-- Opening Marker --

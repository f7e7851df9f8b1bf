use bigdecimal::BigDecimal;
use clap::{Args, Subcommand};
use std::path::PathBuf;

use menuboard_core::{items_of, Id, MenuBoard, MenuItem, MenuItemUpdate, NewMenuItem, Upload};

use super::{confirm, truncate, OutputFormat, Reported};

#[derive(Args)]
pub struct ItemCommand {
    #[command(subcommand)]
    pub command: ItemSubcommand,
}

#[derive(Subcommand)]
pub enum ItemSubcommand {
    /// List menu items
    List {
        /// Only items of this restaurant
        #[arg(long, short)]
        restaurant: Option<Id>,

        /// Only items of this category
        #[arg(long)]
        category: Option<Id>,

        /// Output format
        #[arg(long, short, value_enum, default_value = "text")]
        format: OutputFormat,
    },

    /// Create a menu item
    Create {
        /// Name of the item
        name: String,

        /// Price, e.g. 12.50
        #[arg(long, short)]
        price: BigDecimal,

        /// Category the item belongs to
        #[arg(long)]
        category: Id,

        /// Short description
        #[arg(long)]
        description: Option<String>,
    },

    /// Update a menu item
    Update {
        /// Item ID
        id: Id,

        /// New name
        #[arg(long)]
        name: Option<String>,

        /// New price
        #[arg(long, short)]
        price: Option<BigDecimal>,

        /// New description
        #[arg(long)]
        description: Option<String>,

        /// Move to another category
        #[arg(long)]
        category: Option<Id>,

        /// Photo to upload
        #[arg(long, value_name = "PATH")]
        image: Option<PathBuf>,
    },

    /// Delete a menu item
    Delete {
        /// Item ID
        id: Id,

        /// Skip confirmation prompt
        #[arg(long, short)]
        force: bool,
    },
}

impl ItemCommand {
    pub async fn run(&self, board: &MenuBoard) -> Result<(), Box<dyn std::error::Error>> {
        let items = &board.menu_items;

        match &self.command {
            ItemSubcommand::List {
                restaurant,
                category,
                format,
            } => {
                let loaded = match restaurant {
                    Some(_) => {
                        let (categories_ok, items_ok) =
                            futures::join!(board.categories.fetch_all(), items.fetch_all());
                        categories_ok && items_ok
                    }
                    None => items.fetch_all().await,
                };
                if !loaded {
                    return Err(Reported.into());
                }

                let mut shown: Vec<MenuItem> = match restaurant {
                    Some(id) => board.categories.read(|categories| {
                        items.read(|all| items_of(categories, all, *id).into_iter().cloned().collect())
                    }),
                    None => items.snapshot(),
                };
                if let Some(category) = category {
                    shown.retain(|item| item.category == *category);
                }

                if shown.is_empty() {
                    println!("No menu items found");
                    return Ok(());
                }

                match format {
                    OutputFormat::Json => {
                        println!("{}", serde_json::to_string_pretty(&shown)?);
                    }
                    OutputFormat::Text => {
                        println!("{:<8}  {:<30}  {:>10}  CATEGORY", "ID", "NAME", "PRICE");
                        println!("{}", "-".repeat(70));
                        for item in &shown {
                            println!(
                                "{:<8}  {:<30}  {:>10}  {}",
                                item.id,
                                truncate(&item.name, 30),
                                format!("${}", item.price),
                                item.category
                            );
                        }
                        println!("\nTotal: {} item(s)", shown.len());
                    }
                }
                Ok(())
            }

            ItemSubcommand::Create {
                name,
                price,
                category,
                description,
            } => {
                if name.trim().is_empty() {
                    return Err("Item name cannot be empty".into());
                }
                check_price(price)?;

                let mut new = NewMenuItem::new(name.trim(), price.clone(), *category);
                if let Some(description) = description {
                    new = new.with_description(description);
                }

                let created = items.add(new).await.ok_or(Reported)?;
                println!(
                    "Created menu item {} (ID {}) at ${}",
                    created.name, created.id, created.price
                );
                Ok(())
            }

            ItemSubcommand::Update {
                id,
                name,
                price,
                description,
                category,
                image,
            } => {
                let current = items.fetch_one(*id).await.ok_or(Reported)?;
                let mut update = MenuItemUpdate::from(&current);

                if let Some(name) = name {
                    if name.trim().is_empty() {
                        return Err("Item name cannot be empty".into());
                    }
                    update.name = name.trim().to_string();
                }
                if let Some(price) = price {
                    check_price(price)?;
                    update.price = price.clone();
                }
                if let Some(description) = description {
                    update.description = description.clone();
                }
                if let Some(category) = category {
                    update.category = *category;
                }
                if let Some(path) = image {
                    let upload = Upload::from_path(path)
                        .map_err(|e| format!("Failed to read image '{}': {}", path.display(), e))?;
                    update.image = Some(upload);
                }

                let updated = items.modify(*id, update).await.ok_or(Reported)?;
                println!(
                    "Updated menu item {} (ID {}) at ${}",
                    updated.name, updated.id, updated.price
                );
                if let Some(image) = &updated.image {
                    println!("Image: {}", image);
                }
                Ok(())
            }

            ItemSubcommand::Delete { id, force } => {
                let item = items.fetch_one(*id).await.ok_or(Reported)?;

                if !force && !confirm(&format!("Delete menu item '{}'?", item.name))? {
                    println!("Deletion cancelled.");
                    return Ok(());
                }

                if !items.remove(*id).await {
                    return Err(Reported.into());
                }
                println!("Deleted menu item: {}", item.name);
                Ok(())
            }
        }
    }
}

fn check_price(price: &BigDecimal) -> Result<(), String> {
    if *price < BigDecimal::from(0) {
        return Err(format!("Price cannot be negative: {}", price));
    }
    Ok(())
}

-- Closing Marker --

Restate the entries. Match them exactly.

▶ [WRITTEN SOLUTION]:
repository f7e7851df9f8b1bf
use bigdecimal::BigDecimal;
use clap::{Args, Subcommand};
use std::path::PathBuf;

use menuboard_core::{items_of, Id, MenuBoard, MenuItem, MenuItemUpdate, NewMenuItem, Upload};

use super::{confirm, truncate, OutputFormat, Reported};

#[derive(Args)]
pub struct ItemCommand {
    #[command(subcommand)]
    pub command: ItemSubcommand,
}

#[derive(Subcommand)]
pub enum ItemSubcommand {
    /// List menu items
    List {
        /// Only items of this restaurant
        #[arg(long, short)]
        restaurant: Option<Id>,

        /// Only items of this category
        #[arg(long)]
        category: Option<Id>,

        /// Output format
        #[arg(long, short, value_enum, default_value = "text")]
        format: OutputFormat,
    },

    /// Create a menu item
    Create {
        /// Name of the item
        name: String,

        /// Price, e.g. 12.50
        #[arg(long, short)]
        price: BigDecimal,

        /// Category the item belongs to
        #[arg(long)]
        category: Id,

        /// Short description
        #[arg(long)]
        description: Option<String>,
    },

    /// Update a menu item
    Update {
        /// Item ID
        id: Id,

        /// New name
        #[arg(long)]
        name: Option<String>,

        /// New price
        #[arg(long, short)]
        price: Option<BigDecimal>,

        /// New description
        #[arg(long)]
        description: Option<String>,

        /// Move to another category
        #[arg(long)]
        category: Option<Id>,

        /// Photo to upload
        #[arg(long, value_name = "PATH")]
        image: Option<PathBuf>,
    },

    /// Delete a menu item
    Delete {
        /// Item ID
        id: Id,

        /// Skip confirmation prompt
        #[arg(long, short)]
        force: bool,
    },
}

impl ItemCommand {
    pub async fn run(&self, board: &MenuBoard) -> Result<(), Box<dyn std::error::Error>> {
        let items = &board.menu_items;

        match &self.command {
            ItemSubcommand::List {
                restaurant,
                category,
                format,
            } => {
                let loaded = match restaurant {
                    Some(_) => {
                        let (categories_ok, items_ok) =
                            futures::join!(board.categories.fetch_all(), items.fetch_all());
                        categories_ok && items_ok
                    }
                    None => items.fetch_all().await,
                };
                if !loaded {
                    return Err(Reported.into());
                }

                let mut shown: Vec<MenuItem> = match restaurant {
                    Some(id) => board.categories.read(|categories| {
                        items.read(|all| items_of(categories, all, *id).into_iter().cloned().collect())
                    }),
                    None => items.snapshot(),
                };
                if let Some(category) = category {
                    shown.retain(|item| item.category == *category);
                }

                if shown.is_empty() {
                    println!("No menu items found");
                    return Ok(());
                }

                match format {
                    OutputFormat::Json => {
                        println!("{}", serde_json::to_string_pretty(&shown)?);
                    }
                    OutputFormat::Text => {
                        println!("{:<8}  {:<30}  {:>10}  CATEGORY", "ID", "NAME", "PRICE");
                        println!("{}", "-".repeat(70));
                        for item in &shown {
                            println!(
                                "{:<8}  {:<30}  {:>10}  {}",
                                item.id,
                                truncate(&item.name, 30),
                                format!("${}", item.price),
                                item.category
                            );
                        }
                        println!("\nTotal: {} item(s)", shown.len());
                    }
                }
                Ok(())
            }

            ItemSubcommand::Create {
                name,
                price,
                category,
                description,
            } => {
                if name.trim().is_empty() {
                    return Err("Item name cannot be empty".into());
                }
                check_price(price)?;

                let mut new = NewMenuItem::new(name.trim(), price.clone(), *category);
                if let Some(description) = description {
                    new = new.with_description(description);
                }

                let created = items.add(new).await.ok_or(Reported)?;
                println!(
                    "Created menu item {} (ID {}) at ${}",
                    created.name, created.id, created.price
                );
                Ok(())
            }

            ItemSubcommand::Update {
                id,
                name,
                price,
                description,
                category,
                image,
            } => {
                let current = items.fetch_one(*id).await.ok_or(Reported)?;
                let mut update = MenuItemUpdate::from(&current);

                if let Some(name) = name {
                    if name.trim().is_empty() {
                        return Err("Item name cannot be empty".into());
                    }
                    update.name = name.trim().to_string();
                }
                if let Some(price) = price {
                    check_price(price)?;
                    update.price = price.clone();
                }
                if let Some(description) = description {
                    update.description = description.clone();
                }
                if let Some(category) = category {
                    update.category = *category;
                }
                if let Some(path) = image {
                    let upload = Upload::from_path(path)
                        .map_err(|e| format!("Failed to read image '{}': {}", path.display(), e))?;
                    update.image = Some(upload);
                }

                let updated = items.modify(*id, update).await.ok_or(Reported)?;
                println!(
                    "Updated menu item {} (ID {}) at ${}",
                    updated.name, updated.id, updated.price
                );
                if let Some(image) = &updated.image {
                    println!("Image: {}", image);
                }
                Ok(())
            }

            ItemSubcommand::Delete { id, force } => {
                let item = items.fetch_one(*id).await.ok_or(Reported)?;

                if !force && !confirm(&format!("Delete menu item '{}'?", item.name))? {
                    println!("Deletion cancelled.");
                    return Ok(());
                }

                if !items.remove(*id).await {
                    return Err(Reported.into());
                }
                println!("Deleted menu item: {}", item.name);
                Ok(())
            }
        }
    }
}

fn check_price(price: &BigDecimal) -> Result<(), String> {
    if *price < BigDecimal::from(0) {
        return Err(format!("Price cannot be negative: {}", price));
    }
    Ok(())
}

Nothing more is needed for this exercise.